Jonathan Kandell's vitriolic and disparaging obituary of
Jacques Derrida takes the occasion of this accomplished
philosopher's death to re-wage a culture war that has surely passed
its time. Why would the New York Times assign the obituary to
someone whose polemics are so unrestrained and intellectual
limitations so obvious? There are reasonable disagreements to have
with Derrida's work, but there were none to be found in Kandell's
obituary. If Derrida's contributions to philosophy, literary
criticism, the theory of painting, communications, ethics, and
politics made him into the most internationally renown European
intellectual during these times, it is because of the precision of
his thought, the way his thinking always took a brilliant and
unanticipated turn, and because of the constant effort to reflect
on moral and political responsibility.

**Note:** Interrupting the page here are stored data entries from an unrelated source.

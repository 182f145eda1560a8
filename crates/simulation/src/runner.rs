//! Randomized scheduling and quiescence detection.

use crate::{NetworkError, StepRecord, TransducerNetwork};
use rand::seq::SliceRandom;
use rand::Rng;
use tracing::{info, trace, warn};
use transducer_core::Transducer;
use transducer_types::Database;

/// Counters accumulated over the lifetime of a network.
#[derive(Debug, Clone, Copy, Default, PartialEq, Eq)]
pub struct SimulationStats {
    /// Steps executed (scripted and random).
    pub steps: u64,
    /// Steps whose node and delivery were chosen at random.
    pub random_steps: u64,
    /// Message copies consumed from buffers.
    pub facts_delivered: u64,
    /// Facts sent (counted once per step, not per neighbor).
    pub facts_sent: u64,
    /// Memory synchronizations performed.
    pub mem_syncs: u64,
}

impl<T: Transducer, R: Rng> TransducerNetwork<T, R> {
    /// Step a uniformly random node with a uniformly random selection of its
    /// pending messages.
    ///
    /// For each message relation independently, the number of delivered
    /// copies is uniform in `[0, pending]` and the copies are drawn uniformly
    /// from the pending ones.
    pub fn random_step(&mut self) -> Result<StepRecord, NetworkError> {
        let node = self
            .nodes
            .choose(&mut self.rng)
            .cloned()
            .ok_or(NetworkError::EmptyNetwork)?;
        let delivery = match self.buffers.get(&node) {
            Some(buffer) => buffer.sample(&mut self.rng),
            None => return Err(NetworkError::UnknownNode(node)),
        };

        trace!(node = %node, selected = delivery.fact_count(), "Chose random step");

        let record = self.step(&node, delivery)?;
        self.stats.random_steps += 1;
        Ok(record)
    }

    /// Take random steps until the output is unchanged by a step, and return
    /// that output.
    ///
    /// There is no bound: a program whose output keeps changing runs forever.
    /// Use [`run_bounded`](Self::run_bounded) to cap the number of steps.
    pub fn run(&mut self) -> Result<Database, NetworkError> {
        let mut previous = self.out();
        let mut steps = 0u64;
        loop {
            self.random_step()?;
            steps += 1;
            let current = self.out();
            if current == previous {
                info!(steps, facts = current.fact_count(), "Output quiesced");
                return Ok(current);
            }
            previous = current;
        }
    }

    /// Like [`run`](Self::run), but give up after `max_steps` random steps.
    ///
    /// Returns `None` if the output was still changing at the bound.
    pub fn run_bounded(&mut self, max_steps: usize) -> Result<Option<Database>, NetworkError> {
        let mut previous = self.out();
        for steps in 1..=max_steps {
            self.random_step()?;
            let current = self.out();
            if current == previous {
                info!(steps, facts = current.fact_count(), "Output quiesced");
                return Ok(Some(current));
            }
            previous = current;
        }

        warn!(max_steps, "Output did not quiesce within the step bound");
        Ok(None)
    }

    /// Take exactly `n` random steps.
    pub fn random_steps(&mut self, n: usize) -> Result<(), NetworkError> {
        for _ in 0..n {
            self.random_step()?;
        }
        Ok(())
    }
}

#[cfg(test)]
mod tests {
    use super::*;
    use crate::Delivery;
    use tracing_test::traced_test;
    use transducer_test_helpers::{node, pair, pair_inputs, Silent, Ticker};

    #[traced_test]
    #[test]
    fn test_run_logs_quiescence() {
        let mut network = TransducerNetwork::new(pair(), Silent, pair_inputs(&[1], &[2])).unwrap();

        let out = network.run().unwrap();

        assert_eq!(out.fact_count(), 0);
        assert_eq!(network.stats().random_steps, 1);
        assert!(logs_contain("Output quiesced"));
    }

    #[traced_test]
    #[test]
    fn test_run_bounded_logs_exhaustion() {
        let mut network = TransducerNetwork::new(pair(), Ticker, pair_inputs(&[1], &[2])).unwrap();

        assert_eq!(network.run_bounded(5).unwrap(), None);
        assert!(logs_contain("did not quiesce"));
    }

    #[test]
    fn test_run_bounded_zero_steps() {
        let mut network = TransducerNetwork::new(pair(), Ticker, pair_inputs(&[1], &[2])).unwrap();

        assert_eq!(network.run_bounded(0).unwrap(), None);
        assert_eq!(network.stats().steps, 0);
    }

    #[traced_test]
    #[test]
    fn test_scripted_and_random_steps_share_counters() {
        let mut network = TransducerNetwork::new(pair(), Silent, pair_inputs(&[1], &[2])).unwrap();

        network.step(&node("X"), Delivery::none()).unwrap();
        network.random_step().unwrap();

        assert_eq!(network.stats().steps, 2);
        assert_eq!(network.stats().random_steps, 1);
        assert!(logs_contain("Stepped node"));
    }
}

Kandell reports that Derrida
disparaged the classics and jettisoned notions of truth, but
Derrida made his name through reading Plato and Rousseau, among
others, and anyone who has read his work in the last years know
that questions of truth, of meaning, of life and death - the
perennial questions of philosophy - are the ones that claimed him
most. This most outrageous obituary fails to demean Derrida only
because his work will continue to be read unabated, but it does
cast a shadow on those who wrote and published it. Why would the
NY Times want to join ranks with American reactionary
anti-intellectualism precisely at a time when critical thinking is
most urgently required?

Judith Butler
Maxine Elliot Professor of Rhetoric and Comparative Literature
University of California at Berkeley


Yeah, maybe professors of Comparative Literature need to start their own cable channel where they can give us fair and accurate, no-spin news on the death of major European intellectual figures.